Возможно, что в Роттердаме я вела себя слишком вольно: 
носила юбку с чулками и пальцы облизывала, чем и дала ему повод. 
С тех пор он стал зазывать к себе. И вот, я надела 
дорогой деловой костюм и прикатила в его квартирку. Всю ночь 
он трещал о возмужании духа, метафорах, бывших жeнах. 
Как ошпаренная я вылетела на воздух. 
(«Дорога». С. 24) 
 

Как мы видим, считывание смыслов, заложенных в текст, направлено метафорической нагрузкой почти вручную, при этом сама метафора чиста, лишена избыточных коннотаций. Намека на неизвестное больше не существует, во всяком случае, он иссяк, умер естественной смертью, представленный в контексте именно этих стихотворений, составляющих единую цельную картину. Откуда же берется вариативность смыслов? Многообразие интерпретации? Мы имеем дело с такой схемой следов письма, где само функционирование художественного высказывания напрямую зависит от внутренней структурной модели, памяти следов текста. Мы можем предположить, что Парщиков говорит на языке реализма, однако метафизика его исходит из прозрачности, незамутненной оптики восприятия реального объекта, будь то ландшафт, человек, ситуация. Парщиков словно припоминает первородный, изначальный взгляд, запечатлевший фигуру текста. «Припоминает» — не случайное слово: особенность широкой, разнородной метафорики Парщикова в том, что она как нельзя более напоминает избирательность и ассоциативность человеческой памяти с ее абстрактным моделированием. Различие в памяти объясняет и различие в знаках: повторение метафоры ведет к полному изнеможению, бессилию образа перед лицом наличной памяти, которую он — образ — призван отождествлять с письмом. 

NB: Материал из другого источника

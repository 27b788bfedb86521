use crate::api::API;
use crate::errors::{AdapterError, Result, VenueErrorBody};
use crate::util::{get_timestamp, sign_query};
use reqwest::{
    header::{HeaderMap, HeaderName, HeaderValue, CONTENT_TYPE, USER_AGENT},
    Client as ReqwestClient, Response as ReqwestResponse, StatusCode,
};
use serde::de::DeserializeOwned;
use tokio::sync::Mutex;
use tokio::time::{interval, Duration, Interval};

/// Thin wrapper over `reqwest` that knows how to sign a Binance USDM
/// futures request and decode its typed response or error body.
#[derive(Clone)]
pub struct Client {
    api_key: String,
    secret_key: String,
    host: String,
    inner_client: ReqwestClient,
}

impl Client {
    pub fn new(api_key: Option<String>, secret_key: Option<String>, host: String) -> Self {
        Client {
            api_key: api_key.unwrap_or_default(),
            secret_key: secret_key.unwrap_or_default(),
            host,
            inner_client: ReqwestClient::builder()
                .pool_idle_timeout(None)
                .build()
                .expect("reqwest client builder never fails with this config"),
        }
    }

    pub async fn get<T: DeserializeOwned + Send + 'static>(
        &self,
        endpoint: API,
        query: Option<String>,
    ) -> Result<T> {
        let mut url = format!("{}{}", self.host, String::from(endpoint));
        if let Some(query) = query.filter(|q| !q.is_empty()) {
            url.push('?');
            url.push_str(&query);
        }
        let response = self.inner_client.get(url).headers(self.base_headers()?).send().await?;
        self.handler(response).await
    }

    /// Signs `query` (recvWindow/timestamp are expected to already be
    /// present) and performs a GET.
    pub async fn get_signed<T: DeserializeOwned + Send + 'static>(
        &self,
        endpoint: API,
        recv_window: u64,
        query: Option<String>,
    ) -> Result<T> {
        let signed_query = self.sign(recv_window, query.unwrap_or_default());
        let url = format!("{}{}?{}", self.host, String::from(endpoint), signed_query);
        let response = self.inner_client.get(url).headers(self.base_headers()?).send().await?;
        self.handler(response).await
    }

    pub async fn post_signed<T: DeserializeOwned + Send + 'static>(
        &self,
        endpoint: API,
        recv_window: u64,
        query: Option<String>,
    ) -> Result<T> {
        let signed_query = self.sign(recv_window, query.unwrap_or_default());
        let url = format!("{}{}?{}", self.host, String::from(endpoint), signed_query);
        let response = self.inner_client.post(url).headers(self.base_headers()?).send().await?;
        self.handler(response).await
    }

    pub async fn put_signed<T: DeserializeOwned + Send + 'static>(
        &self,
        endpoint: API,
        recv_window: u64,
        query: Option<String>,
    ) -> Result<T> {
        let signed_query = self.sign(recv_window, query.unwrap_or_default());
        let url = format!("{}{}?{}", self.host, String::from(endpoint), signed_query);
        let response = self.inner_client.put(url).headers(self.base_headers()?).send().await?;
        self.handler(response).await
    }

    pub async fn delete_signed<T: DeserializeOwned + Send + 'static>(
        &self,
        endpoint: API,
        recv_window: u64,
        query: Option<String>,
    ) -> Result<T> {
        let signed_query = self.sign(recv_window, query.unwrap_or_default());
        let url = format!("{}{}?{}", self.host, String::from(endpoint), signed_query);
        let response = self.inner_client.delete(url).headers(self.base_headers()?).send().await?;
        self.handler(response).await
    }

    pub async fn post_unsigned<T: DeserializeOwned + Send + 'static>(
        &self,
        endpoint: API,
        query: Option<String>,
    ) -> Result<T> {
        // listenKey acquisition only needs the API key header, not a signature.
        let mut url = format!("{}{}", self.host, String::from(endpoint));
        if let Some(query) = query.filter(|q| !q.is_empty()) {
            url.push('?');
            url.push_str(&query);
        }
        let response = self.inner_client.post(url).headers(self.base_headers()?).send().await?;
        self.handler(response).await
    }

    fn sign(&self, recv_window: u64, mut query: String) -> String {
        if !query.is_empty() {
            query.push('&');
        }
        query.push_str(&format!(
            "recvWindow={}&timestamp={}",
            recv_window,
            get_timestamp()
        ));
        let signature = sign_query(&self.secret_key, &query);
        query.push_str(&format!("&signature={}", signature));
        query
    }

    fn base_headers(&self) -> Result<HeaderMap> {
        let mut headers = HeaderMap::new();
        headers.insert(USER_AGENT, HeaderValue::from_static("binance-futures-adapter"));
        headers.insert(CONTENT_TYPE, HeaderValue::from_static("application/json"));
        let key_header = HeaderName::from_static("x-mbx-apikey");
        headers.insert(key_header, HeaderValue::from_str(&self.api_key)?);
        Ok(headers)
    }

    async fn handler<T: DeserializeOwned + Send + 'static>(
        &self,
        response: ReqwestResponse,
    ) -> Result<T> {
        match response.status() {
            StatusCode::OK => Ok(response.json::<T>().await?),
            StatusCode::BAD_REQUEST | StatusCode::UNAUTHORIZED | StatusCode::FORBIDDEN => {
                let error: VenueErrorBody = response.json().await?;
                Err(AdapterError::VenueError(error))
            }
            status => Err(AdapterError::Network(format!(
                "received error response: {:?}",
                status
            ))),
        }
    }
}

/// Paces an inner `Client` at a flat rate, used for every non-order
/// endpoint per the venue's weight budget. Order placement bypasses this
/// and goes through the Dispatch Queue's own rolling windows instead.
pub struct RateLimitedClient {
    inner: Client,
    ticks: Mutex<Interval>,
}

impl RateLimitedClient {
    pub fn new(inner: Client, requests_per_second: u32) -> Self {
        let period = Duration::from_secs_f64(1.0 / requests_per_second as f64);
        RateLimitedClient {
            inner,
            ticks: Mutex::new(interval(period)),
        }
    }

    async fn wait_turn(&self) {
        self.ticks.lock().await.tick().await;
    }

    pub async fn get<T: DeserializeOwned + Send + 'static>(
        &self,
        endpoint: API,
        query: Option<String>,
    ) -> Result<T> {
        self.wait_turn().await;
        self.inner.get(endpoint, query).await
    }

    pub async fn get_signed<T: DeserializeOwned + Send + 'static>(
        &self,
        endpoint: API,
        recv_window: u64,
        query: Option<String>,
    ) -> Result<T> {
        self.wait_turn().await;
        self.inner.get_signed(endpoint, recv_window, query).await
    }

    pub async fn post_signed<T: DeserializeOwned + Send + 'static>(
        &self,
        endpoint: API,
        recv_window: u64,
        query: Option<String>,
    ) -> Result<T> {
        self.wait_turn().await;
        self.inner.post_signed(endpoint, recv_window, query).await
    }

    pub async fn put_signed<T: DeserializeOwned + Send + 'static>(
        &self,
        endpoint: API,
        recv_window: u64,
        query: Option<String>,
    ) -> Result<T> {
        self.wait_turn().await;
        self.inner.put_signed(endpoint, recv_window, query).await
    }

    pub async fn delete_signed<T: DeserializeOwned + Send + 'static>(
        &self,
        endpoint: API,
        recv_window: u64,
        query: Option<String>,
    ) -> Result<T> {
        self.wait_turn().await;
        self.inner.delete_signed(endpoint, recv_window, query).await
    }

    pub async fn post_unsigned<T: DeserializeOwned + Send + 'static>(
        &self,
        endpoint: API,
        query: Option<String>,
    ) -> Result<T> {
        self.wait_turn().await;
        self.inner.post_unsigned(endpoint, query).await
    }

    pub fn inner(&self) -> &Client {
        &self.inner
    }
}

Книга «Землетрясение в бухте Цэ» — это не просто избранное, не просто отобранные тексты разных лет. Это законченный проект, совокупность смыслов, представляющая нам поэта-и-его-работу, подлинное действие выражающего языка, — повод для индивидуального подхода. Откуда же берется метафизика, которая мешала нам все это время? Не из физического мира, где «массы в движении» сталкиваются с отсутствием возможности их законспектировать, вложив художественный импульс, посыл к высказыванию. Метафора письма Парщикова захватывает проблему психического аппарата целиком: основанная на памяти структура непременно апеллирует к целому комплексу психического текста, неизбежно вызывая бездну интерпретаций, создающих многозначную материю авторского текста, воспринимаемую нами как метафизика. По всей видимости, Парщиков боролся с интерпретацией, утрируя метафору, повторяя ее, очищая от образности и коннотативности. Утрированная и повторенная метафора очищает образ, отбрасывает образность — и следующую за ней метафизику, — оставляя в фокусе лишь «фигуру умолчания» — собственно объект высказывания. Вне всякого сомнения, живая жизнь, ситуативность и специфичность мировосприятия защищены этим повторением, проговариванием памяти.



1) Юрий Арабов в своей статье «Метареализм. Краткий курс» пишет: «…в круг метареалистов в начале восьмидесятых входили В. Аристов, И. Винов, А. Чернов, Р. Левчин, А. Драгомощенко, И. Кутик, О. Седакова, М. Шатуновский и ваш покорный слуга». Там же, чуть дальше: «Метареализм как школа распался. Но, казалось бы, столько лет утекло, столько всего написано и опубликовано, а осмысления нет, понимания нет». Так или иначе, большая часть авторов, приписывавших себя или приписываемых к этому направлению, сохранила собственную индивидуальность и право на отдельное осмысление (в том числе и столь герметичные авторы, как Еременко). Однако именно отцы-основатели, Жданов, Парщиков и Кутик, приобрели устойчивую репутацию первооткрывателей нового течения, нового художественного приема, фактически лишившую их права на индивидуальность, на собственную — дальнейшую — литературную стратегию (да и сами Парщиков и Жданов до последнего времени были неотделимы друг от друга в литературном бессознательном). 

2) НЛО. 2005. № 76. С. 196—198. 

3) Определение Жака Деррида, данное в работе «Фрейд и сцена письма». См. книгу: Деррида Ж. Письмо и различие / Пер. с фр. В. Лапицкого. СПб.: Академический проект, 2000. С. 255.